** Opening Information shown block **

//! `SeaORM` Entity for terms table.

use sea_orm::entity::prelude::*;
use serde::{Deserialize, Serialize};

#[derive(Clone, Debug, PartialEq, DeriveEntityModel, Eq, Serialize, Deserialize)]
#[sea_orm(table_name = "terms")]
pub struct Model {
    #[sea_orm(primary_key, auto_increment = false)]
    pub id: Uuid,
    pub school_id: Uuid,
    pub section_id: Uuid,
    pub session_id: Uuid,
    pub term_name: String,
    pub start_date: Date,
    pub end_date: Date,
    pub is_active: bool,
    pub created_at: DateTimeWithTimeZone,
    pub updated_at: DateTimeWithTimeZone,
}

#[derive(Copy, Clone, Debug, EnumIter, DeriveRelation)]
pub enum Relation {
    #[sea_orm(
        belongs_to = "super::academic_sessions::Entity",
        from = "Column::SessionId",
        to = "super::academic_sessions::Column::Id",
        on_delete = "Cascade"
    )]
    AcademicSessions,
}

impl Related<super::academic_sessions::Entity> for Entity {
    fn to() -> RelationDef {
        Relation::AcademicSessions.def()
    }
}

impl ActiveModelBehavior for ActiveModel {}
//! Entity re-exports.

pub use super::academic_sessions::Entity as AcademicSessions;
pub use super::attendances::Entity as Attendances;
pub use super::classes::Entity as Classes;
pub use super::exam_results::Entity as ExamResults;
pub use super::exams::Entity as Exams;
pub use super::fees::Entity as Fees;
pub use super::homeworks::Entity as Homeworks;
pub use super::lesson_plans::Entity as LessonPlans;
pub use super::messages::Entity as Messages;
pub use super::notifications::Entity as Notifications;
pub use super::payments::Entity as Payments;
pub use super::schools::Entity as Schools;
pub use super::section_students::Entity as SectionStudents;
pub use super::sections::Entity as Sections;
pub use super::students::Entity as Students;
pub use super::subjects::Entity as Subjects;
pub use super::syllabuses::Entity as Syllabuses;
pub use super::terms::Entity as Terms;
pub use super::timetables::Entity as Timetables;
pub use super::transactions::Entity as Transactions;
pub use super::users::Entity as Users;
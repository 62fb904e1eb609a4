//! Password hashing with Argon2id.

use argon2::{
    Argon2, PasswordHash,
    password_hash::{PasswordHasher, PasswordVerifier, SaltString, rand_core::OsRng},
};
use thiserror::Error;

/// Errors that can occur during password operations.
#[derive(Debug, Error)]
pub enum PasswordError {
    /// Failed to hash password.
    #[error("failed to hash password: {0}")]
    HashError(String),

    /// Failed to verify password.
    #[error("failed to verify password: {0}")]
    VerifyError(String),

    /// Stored hash is not a PHC string.
    #[error("invalid password hash format")]
    InvalidHash,
}

/// Hashes a password into a PHC string with a random salt.
///
/// ```
/// use scholaris_core::auth::hash_password;
///
/// let hash = hash_password("s3cret-pass").unwrap();
/// assert!(hash.starts_with("$argon2id$"));
/// ```
pub fn hash_password(password: &str) -> Result<String, PasswordError> {
    let salt = SaltString::generate(&mut OsRng);

    Argon2::default()
        .hash_password(password.as_bytes(), &salt)
        .map(|hash| hash.to_string())
        .map_err(|e| PasswordError::HashError(e.to_string()))
}

/// Checks a password against a stored PHC hash.
///
/// A mismatch is `Ok(false)`; only malformed hashes are errors.
pub fn verify_password(password: &str, hash: &str) -> Result<bool, PasswordError> {
    let parsed = PasswordHash::new(hash).map_err(|_| PasswordError::InvalidHash)?;

    match Argon2::default().verify_password(password.as_bytes(), &parsed) {
        Ok(()) => Ok(true),
        Err(argon2::password_hash::Error::Password) => Ok(false),
        Err(e) => Err(PasswordError::VerifyError(e.to_string())),
    }
}

#[cfg(test)]
mod tests {
    use super::*;

    #[test]
    fn test_hash_then_verify() {
        let hash = hash_password("bursar-pass").unwrap();
        assert!(verify_password("bursar-pass", &hash).unwrap());
        assert!(!verify_password("not-it", &hash).unwrap());
    }

    #[test]
    fn test_salts_differ() {
        assert_ne!(hash_password("same").unwrap(), hash_password("same").unwrap());
    }

    #[test]
    fn test_invalid_hash_format() {
        assert!(matches!(
            verify_password("password", "plain-text"),
            Err(PasswordError::InvalidHash)
        ));
    }
}
//! Database migration runner for Scholaris.
//!
//! Usage:
//!   migrator up      - Run all pending migrations
//!   migrator down    - Rollback last migration
//!   migrator status  - Show migration status
//!   migrator fresh   - Drop all tables and re-run migrations
//!
//! Reads `DATABASE_URL` from the environment or `.env`.

use sea_orm_migration::prelude::*;
use scholaris_db::migration::Migrator;

#[tokio::main]
async fn main() {
    dotenvy::dotenv().ok();

    // The CLI sets up its own tracing.
    cli::run_cli(Migrator).await;
}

** Closing Information shown block **

*Exercise description*.
Once you have read the records above, please copy them out exactly.

*Written response*.
//! `SeaORM` Entity for terms table.

use sea_orm::entity::prelude::*;
use serde::{Deserialize, Serialize};

#[derive(Clone, Debug, PartialEq, DeriveEntityModel, Eq, Serialize, Deserialize)]
#[sea_orm(table_name = "terms")]
pub struct Model {
    #[sea_orm(primary_key, auto_increment = false)]
    pub id: Uuid,
    pub school_id: Uuid,
    pub section_id: Uuid,
    pub session_id: Uuid,
    pub term_name: String,
    pub start_date: Date,
    pub end_date: Date,
    pub is_active: bool,
    pub created_at: DateTimeWithTimeZone,
    pub updated_at: DateTimeWithTimeZone,
}

#[derive(Copy, Clone, Debug, EnumIter, DeriveRelation)]
pub enum Relation {
    #[sea_orm(
        belongs_to = "super::academic_sessions::Entity",
        from = "Column::SessionId",
        to = "super::academic_sessions::Column::Id",
        on_delete = "Cascade"
    )]
    AcademicSessions,
}

impl Related<super::academic_sessions::Entity> for Entity {
    fn to() -> RelationDef {
        Relation::AcademicSessions.def()
    }
}

impl ActiveModelBehavior for ActiveModel {}
//! Entity re-exports.

pub use super::academic_sessions::Entity as AcademicSessions;
pub use super::attendances::Entity as Attendances;
pub use super::classes::Entity as Classes;
pub use super::exam_results::Entity as ExamResults;
pub use super::exams::Entity as Exams;
pub use super::fees::Entity as Fees;
pub use super::homeworks::Entity as Homeworks;
pub use super::lesson_plans::Entity as LessonPlans;
pub use super::messages::Entity as Messages;
pub use super::notifications::Entity as Notifications;
pub use super::payments::Entity as Payments;
pub use super::schools::Entity as Schools;
pub use super::section_students::Entity as SectionStudents;
pub use super::sections::Entity as Sections;
pub use super::students::Entity as Students;
pub use super::subjects::Entity as Subjects;
pub use super::syllabuses::Entity as Syllabuses;
pub use super::terms::Entity as Terms;
pub use super::timetables::Entity as Timetables;
pub use super::transactions::Entity as Transactions;
pub use super::users::Entity as Users;
repository 62fb904e1eb609a4
//! Password hashing with Argon2id.

use argon2::{
    Argon2, PasswordHash,
    password_hash::{PasswordHasher, PasswordVerifier, SaltString, rand_core::OsRng},
};
use thiserror::Error;

/// Errors that can occur during password operations.
#[derive(Debug, Error)]
pub enum PasswordError {
    /// Failed to hash password.
    #[error("failed to hash password: {0}")]
    HashError(String),

    /// Failed to verify password.
    #[error("failed to verify password: {0}")]
    VerifyError(String),

    /// Stored hash is not a PHC string.
    #[error("invalid password hash format")]
    InvalidHash,
}

/// Hashes a password into a PHC string with a random salt.
///
/// ```
/// use scholaris_core::auth::hash_password;
///
/// let hash = hash_password("s3cret-pass").unwrap();
/// assert!(hash.starts_with("$argon2id$"));
/// ```
pub fn hash_password(password: &str) -> Result<String, PasswordError> {
    let salt = SaltString::generate(&mut OsRng);

    Argon2::default()
        .hash_password(password.as_bytes(), &salt)
        .map(|hash| hash.to_string())
        .map_err(|e| PasswordError::HashError(e.to_string()))
}

/// Checks a password against a stored PHC hash.
///
/// A mismatch is `Ok(false)`; only malformed hashes are errors.
pub fn verify_password(password: &str, hash: &str) -> Result<bool, PasswordError> {
    let parsed = PasswordHash::new(hash).map_err(|_| PasswordError::InvalidHash)?;

    match Argon2::default().verify_password(password.as_bytes(), &parsed) {
        Ok(()) => Ok(true),
        Err(argon2::password_hash::Error::Password) => Ok(false),
        Err(e) => Err(PasswordError::VerifyError(e.to_string())),
    }
}

#[cfg(test)]
mod tests {
    use super::*;

    #[test]
    fn test_hash_then_verify() {
        let hash = hash_password("bursar-pass").unwrap();
        assert!(verify_password("bursar-pass", &hash).unwrap());
        assert!(!verify_password("not-it", &hash).unwrap());
    }

    #[test]
    fn test_salts_differ() {
        assert_ne!(hash_password("same").unwrap(), hash_password("same").unwrap());
    }

    #[test]
    fn test_invalid_hash_format() {
        assert!(matches!(
            verify_password("password", "plain-text"),
            Err(PasswordError::InvalidHash)
        ));
    }
}
//! Database migration runner for Scholaris.
//!
//! Usage:
//!   migrator up      - Run all pending migrations
//!   migrator down    - Rollback last migration
//!   migrator status  - Show migration status
//!   migrator fresh   - Drop all tables and re-run migrations
//!
//! Reads `DATABASE_URL` from the environment or `.env`.

use sea_orm_migration::prelude::*;
use scholaris_db::migration::Migrator;

#[tokio::main]
async fn main() {
    dotenvy::dotenv().ok();

    // The CLI sets up its own tracing.
    cli::run_cli(Migrator).await;
}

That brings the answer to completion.